Task brief
Your answer is one number, how many lines in the entries include "WHERE".

Data shown
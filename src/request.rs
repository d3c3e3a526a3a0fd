//! Incoming HTTP request type.

use std::collections::HashMap;

use bytes::Bytes;
use http::request::Parts;
use http::{Extensions, HeaderMap, Method, Uri};
use tracing::Span;

use crate::middleware::RequestId;

/// An incoming HTTP request with its body already buffered.
///
/// Besides the HTTP head and body, a request carries its own
/// [`Span`]: the request-scoped logger. The server seeds it with its
/// boundary span and [`AccessLog`](crate::middleware::AccessLog) narrows it
/// to a child span tagged with path, method and request id. Handlers log
/// through it instead of reaching for global state.
pub struct Request {
    head: Parts,
    body: Bytes,
    params: HashMap<String, String>,
    span: Span,
}

impl Request {
    pub(crate) fn new(head: Parts, body: Bytes, span: Span) -> Self {
        Self { head, body, params: HashMap::new(), span }
    }

    /// Builds a request from an `http::Request` with a buffered body.
    ///
    /// The server does this for you; it is public so custom decoders and
    /// tests can construct requests directly.
    pub fn from_http(req: http::Request<Bytes>) -> Self {
        let (head, body) = req.into_parts();
        Self::new(head, body, Span::current())
    }

    pub fn method(&self) -> &Method { &self.head.method }
    pub fn uri(&self) -> &Uri { &self.head.uri }
    pub fn path(&self) -> &str { self.head.uri.path() }
    pub fn headers(&self) -> &HeaderMap { &self.head.headers }
    pub fn body(&self) -> &[u8] { &self.body }
    pub fn extensions(&self) -> &Extensions { &self.head.extensions }
    pub fn extensions_mut(&mut self) -> &mut Extensions { &mut self.head.extensions }

    /// Case-insensitive header lookup; `None` for missing or non-ASCII values.
    pub fn header(&self, name: &str) -> Option<&str> {
        self.head.headers.get(name).and_then(|v| v.to_str().ok())
    }

    /// Returns a named path parameter.
    ///
    /// For a route `/posts/{id}`, `req.param("id")` on `/posts/42` returns `Some("42")`.
    pub fn param(&self, key: &str) -> Option<&str> {
        self.params.get(key).map(String::as_str)
    }

    /// The id assigned by [`RequestId`](crate::middleware::RequestId), if that
    /// middleware ran.
    pub fn request_id(&self) -> Option<&str> {
        self.head.extensions.get::<RequestId>().map(RequestId::as_str)
    }

    /// The request-scoped logger.
    pub fn span(&self) -> &Span { &self.span }

    pub(crate) fn set_span(&mut self, span: Span) {
        self.span = span;
    }

    pub(crate) fn set_params(&mut self, params: HashMap<String, String>) {
        self.params = params;
    }
}

#[cfg(test)]
mod tests {
    use super::*;

    #[test]
    fn header_lookup_ignores_case() {
        let req = Request::from_http(
            http::Request::builder()
                .uri("/api/v1/posts?x=1")
                .header("User-Agent", "curl/8")
                .body(Bytes::new())
                .unwrap(),
        );
        assert_eq!(req.header("user-agent"), Some("curl/8"));
        assert_eq!(req.path(), "/api/v1/posts");
        assert!(req.request_id().is_none());
    }
}
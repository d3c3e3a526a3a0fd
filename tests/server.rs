mod common;

use std::net::SocketAddr;
use std::sync::Arc;
use std::time::Duration;

use quire::lifecycle::{self, Shutdown};
use quire::{App, Error, Request, Responder, Router, Server};
use tokio::io::{AsyncReadExt, AsyncWriteExt};
use tokio::net::{TcpListener, TcpStream};
use tokio::sync::Notify;

type Serving = tokio::task::JoinHandle<Result<(), Error>>;

async fn listen() -> Server {
    let listener = TcpListener::bind("127.0.0.1:0").await.unwrap();
    Server::from_listener(listener).idle_timeout(Duration::from_secs(5))
}

fn spawn(server: Server, app: App) -> (SocketAddr, Shutdown, Serving) {
    let addr = server.local_addr().unwrap();
    let shutdown = Shutdown::new();
    let handle = tokio::spawn(lifecycle::serve(server, app, shutdown.clone()));
    (addr, shutdown, handle)
}

async fn start(app: App, grace: Duration) -> (String, Shutdown, Serving) {
    let (addr, shutdown, handle) = spawn(listen().await.shutdown_timeout(grace), app);
    (format!("http://{addr}"), shutdown, handle)
}

/// Writes `raw` on a fresh connection and returns the status line of the
/// answer.
async fn status_line(addr: SocketAddr, raw: &[u8]) -> String {
    let mut stream = TcpStream::connect(addr).await.unwrap();
    stream.write_all(raw).await.unwrap();

    let mut buf = Vec::new();
    let mut chunk = [0u8; 512];
    while !buf.windows(2).any(|w| w == b"\r\n") {
        let n = stream.read(&mut chunk).await.unwrap();
        if n == 0 {
            break;
        }
        buf.extend_from_slice(&chunk[..n]);
    }
    let text = String::from_utf8_lossy(&buf);
    text.lines().next().unwrap_or_default().to_owned()
}

/// A router whose `/slow` handler signals `entered`, then sleeps for `delay`.
fn slow_app(entered: Arc<Notify>, delay: Duration) -> App {
    Router::new()
        .get("/slow", move |_req: Request| {
            let entered = Arc::clone(&entered);
            async move {
                entered.notify_one();
                tokio::time::sleep(delay).await;
                Responder::text("done")
            }
        })
        .into_app()
}

#[tokio::test]
async fn serves_and_shuts_down_cleanly() {
    let (base, shutdown, handle) = start(common::app(), Duration::from_secs(5)).await;

    let res = reqwest::get(format!("{base}/ping")).await.unwrap();
    assert_eq!(res.status(), 200);
    assert!(res.headers().contains_key("x-request-id"));
    assert_eq!(res.text().await.unwrap(), "pong");

    let res = reqwest::get(format!("{base}/api/v1/posts")).await.unwrap();
    assert_eq!(res.status(), 200);
    assert_eq!(res.text().await.unwrap(), "[]");

    shutdown.trigger();
    tokio::time::timeout(Duration::from_secs(5), handle).await.unwrap().unwrap().unwrap();
}

#[tokio::test]
async fn in_flight_request_finishes_during_drain() {
    let entered = Arc::new(Notify::new());
    let (base, shutdown, handle) = start(slow_app(Arc::clone(&entered), Duration::from_millis(300)), Duration::from_secs(5)).await;

    let pending = tokio::spawn(reqwest::get(format!("{base}/slow")));
    entered.notified().await;
    shutdown.trigger();

    let res = pending.await.unwrap().unwrap();
    assert_eq!(res.status(), 200);
    assert_eq!(res.text().await.unwrap(), "done");

    tokio::time::timeout(Duration::from_secs(5), handle).await.unwrap().unwrap().unwrap();
}

#[tokio::test]
async fn drain_past_grace_period_is_an_error() {
    let entered = Arc::new(Notify::new());
    let (base, shutdown, handle) = start(slow_app(Arc::clone(&entered), Duration::from_secs(30)), Duration::from_millis(100)).await;

    let _pending = tokio::spawn(reqwest::get(format!("{base}/slow")));
    entered.notified().await;
    shutdown.trigger();

    let result = tokio::time::timeout(Duration::from_secs(5), handle).await.unwrap().unwrap();
    assert!(matches!(result, Err(Error::ShutdownTimeout(grace)) if grace == Duration::from_millis(100)));
}

#[tokio::test]
async fn stops_accepting_after_shutdown() {
    let (base, shutdown, handle) = start(common::app(), Duration::from_secs(5)).await;

    shutdown.trigger();
    tokio::time::timeout(Duration::from_secs(5), handle).await.unwrap().unwrap().unwrap();

    assert!(reqwest::get(format!("{base}/ping")).await.is_err());
}

#[tokio::test]
async fn stalled_body_is_answered_with_408() {
    // The request budget is 5 s; the body read gives up long before that.
    let server = listen().await.read_timeout(Duration::from_millis(200));
    let (addr, shutdown, handle) = spawn(server, common::app());

    let partial = b"POST /api/v1/posts HTTP/1.1\r\nhost: localhost\r\ncontent-type: application/json\r\ncontent-length: 100\r\nconnection: close\r\n\r\n{\"ti";
    let line = tokio::time::timeout(Duration::from_secs(2), status_line(addr, partial)).await.unwrap();
    assert!(line.starts_with("HTTP/1.1 408"), "{line}");

    shutdown.trigger();
    tokio::time::timeout(Duration::from_secs(5), handle).await.unwrap().unwrap().unwrap();
}

#[tokio::test]
async fn oversized_body_is_answered_with_413() {
    let server = listen().await.max_body_bytes(16);
    let (addr, shutdown, handle) = spawn(server, common::app());

    let body = format!(r#"{{"title":"{}"}}"#, "x".repeat(64));
    let raw = format!(
        "POST /api/v1/posts HTTP/1.1\r\nhost: localhost\r\ncontent-type: application/json\r\ncontent-length: {}\r\nconnection: close\r\n\r\n{body}",
        body.len()
    );
    let line = tokio::time::timeout(Duration::from_secs(2), status_line(addr, raw.as_bytes())).await.unwrap();
    assert!(line.starts_with("HTTP/1.1 413"), "{line}");

    // Bodies within the limit still get through.
    let res = reqwest::Client::new()
        .post(format!("http://{addr}/api/v1/posts"))
        .body(r#"{"title":"a"}"#)
        .send()
        .await
        .unwrap();
    assert_eq!(res.status(), 200);

    shutdown.trigger();
    tokio::time::timeout(Duration::from_secs(5), handle).await.unwrap().unwrap().unwrap();
}
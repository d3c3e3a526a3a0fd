//! PostgreSQL-backed [`PostStore`] on a `sqlx` pool.
//!
//! The queries are free functions generic over [`PgExecutor`], so they run
//! equally against the pool, a single checked-out connection, or an open
//! transaction. [`PgPostStore`] simply hands them its pool.

use std::time::Duration;

use async_trait::async_trait;
use sqlx::PgExecutor;
use sqlx::postgres::{PgPool, PgPoolOptions};
use tracing::info;
use uuid::Uuid;

use super::{CreatePost, Post, PostStore, StoreError, UpdatePost};

const SCHEMA: &str = include_str!("../../migrations/0001_create_posts.sql");

const POST_COLUMNS: &str = "id, title, description, created_at, updated_at";

/// Pool sizing and idle policy.
#[derive(Clone, Debug, PartialEq, Eq)]
pub struct PoolOptions {
    pub min_connections: u32,
    pub max_connections: u32,
    pub idle_timeout: Duration,
}

/// Opens the pool, proves it is alive with one round-trip, and makes sure
/// the `posts` table exists.
///
/// Any failure is returned as-is: startup does not retry.
pub async fn connect(url: &str, options: &PoolOptions) -> Result<PgPool, StoreError> {
    let pool = PgPoolOptions::new()
        .min_connections(options.min_connections)
        .max_connections(options.max_connections)
        .idle_timeout(Some(options.idle_timeout))
        .connect(url)
        .await?;

    if let Err(err) = ping(&pool).await {
        pool.close().await;
        return Err(err.into());
    }
    sqlx::raw_sql(SCHEMA).execute(&pool).await?;

    info!(
        min_connections = options.min_connections,
        max_connections = options.max_connections,
        idle_timeout = ?options.idle_timeout,
        "database pool ready"
    );
    Ok(pool)
}

pub async fn ping<'e, E: PgExecutor<'e>>(executor: E) -> Result<(), sqlx::Error> {
    sqlx::query("SELECT 1").execute(executor).await.map(|_| ())
}

// ── Queries ───────────────────────────────────────────────────────────────────

pub async fn create_post<'e, E: PgExecutor<'e>>(executor: E, params: &CreatePost) -> Result<Post, sqlx::Error> {
    let sql = format!(
        "INSERT INTO posts (id, title, description) VALUES ($1, $2, $3) RETURNING {POST_COLUMNS}"
    );
    sqlx::query_as::<_, Post>(&sql)
        .bind(params.id)
        .bind(&params.title)
        .bind(&params.description)
        .fetch_one(executor)
        .await
}

pub async fn list_posts<'e, E: PgExecutor<'e>>(executor: E) -> Result<Vec<Post>, sqlx::Error> {
    let sql = format!("SELECT {POST_COLUMNS} FROM posts ORDER BY created_at, id");
    sqlx::query_as::<_, Post>(&sql).fetch_all(executor).await
}

pub async fn get_post<'e, E: PgExecutor<'e>>(executor: E, id: Uuid) -> Result<Post, sqlx::Error> {
    let sql = format!("SELECT {POST_COLUMNS} FROM posts WHERE id = $1");
    sqlx::query_as::<_, Post>(&sql).bind(id).fetch_one(executor).await
}

pub async fn update_post<'e, E: PgExecutor<'e>>(executor: E, params: &UpdatePost) -> Result<Post, sqlx::Error> {
    let sql = format!(
        "UPDATE posts SET title = $2, description = $3, updated_at = now() WHERE id = $1 RETURNING {POST_COLUMNS}"
    );
    sqlx::query_as::<_, Post>(&sql)
        .bind(params.id)
        .bind(&params.title)
        .bind(&params.description)
        .fetch_one(executor)
        .await
}

pub async fn delete_post<'e, E: PgExecutor<'e>>(executor: E, id: Uuid) -> Result<u64, sqlx::Error> {
    let done = sqlx::query("DELETE FROM posts WHERE id = $1").bind(id).execute(executor).await?;
    Ok(done.rows_affected())
}

// ── Store ─────────────────────────────────────────────────────────────────────

/// [`PostStore`] over a shared [`PgPool`]. Cloning shares the pool.
#[derive(Clone, Debug)]
pub struct PgPostStore {
    pool: PgPool,
}

impl PgPostStore {
    pub fn new(pool: PgPool) -> Self {
        Self { pool }
    }
}

#[async_trait]
impl PostStore for PgPostStore {
    async fn create_post(&self, params: CreatePost) -> Result<Post, StoreError> {
        Ok(create_post(&self.pool, &params).await?)
    }

    async fn list_posts(&self) -> Result<Vec<Post>, StoreError> {
        Ok(list_posts(&self.pool).await?)
    }

    async fn get_post(&self, id: Uuid) -> Result<Post, StoreError> {
        Ok(get_post(&self.pool, id).await?)
    }

    async fn update_post(&self, params: UpdatePost) -> Result<Post, StoreError> {
        Ok(update_post(&self.pool, &params).await?)
    }

    async fn delete_post(&self, id: Uuid) -> Result<u64, StoreError> {
        Ok(delete_post(&self.pool, id).await?)
    }
}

Task output
3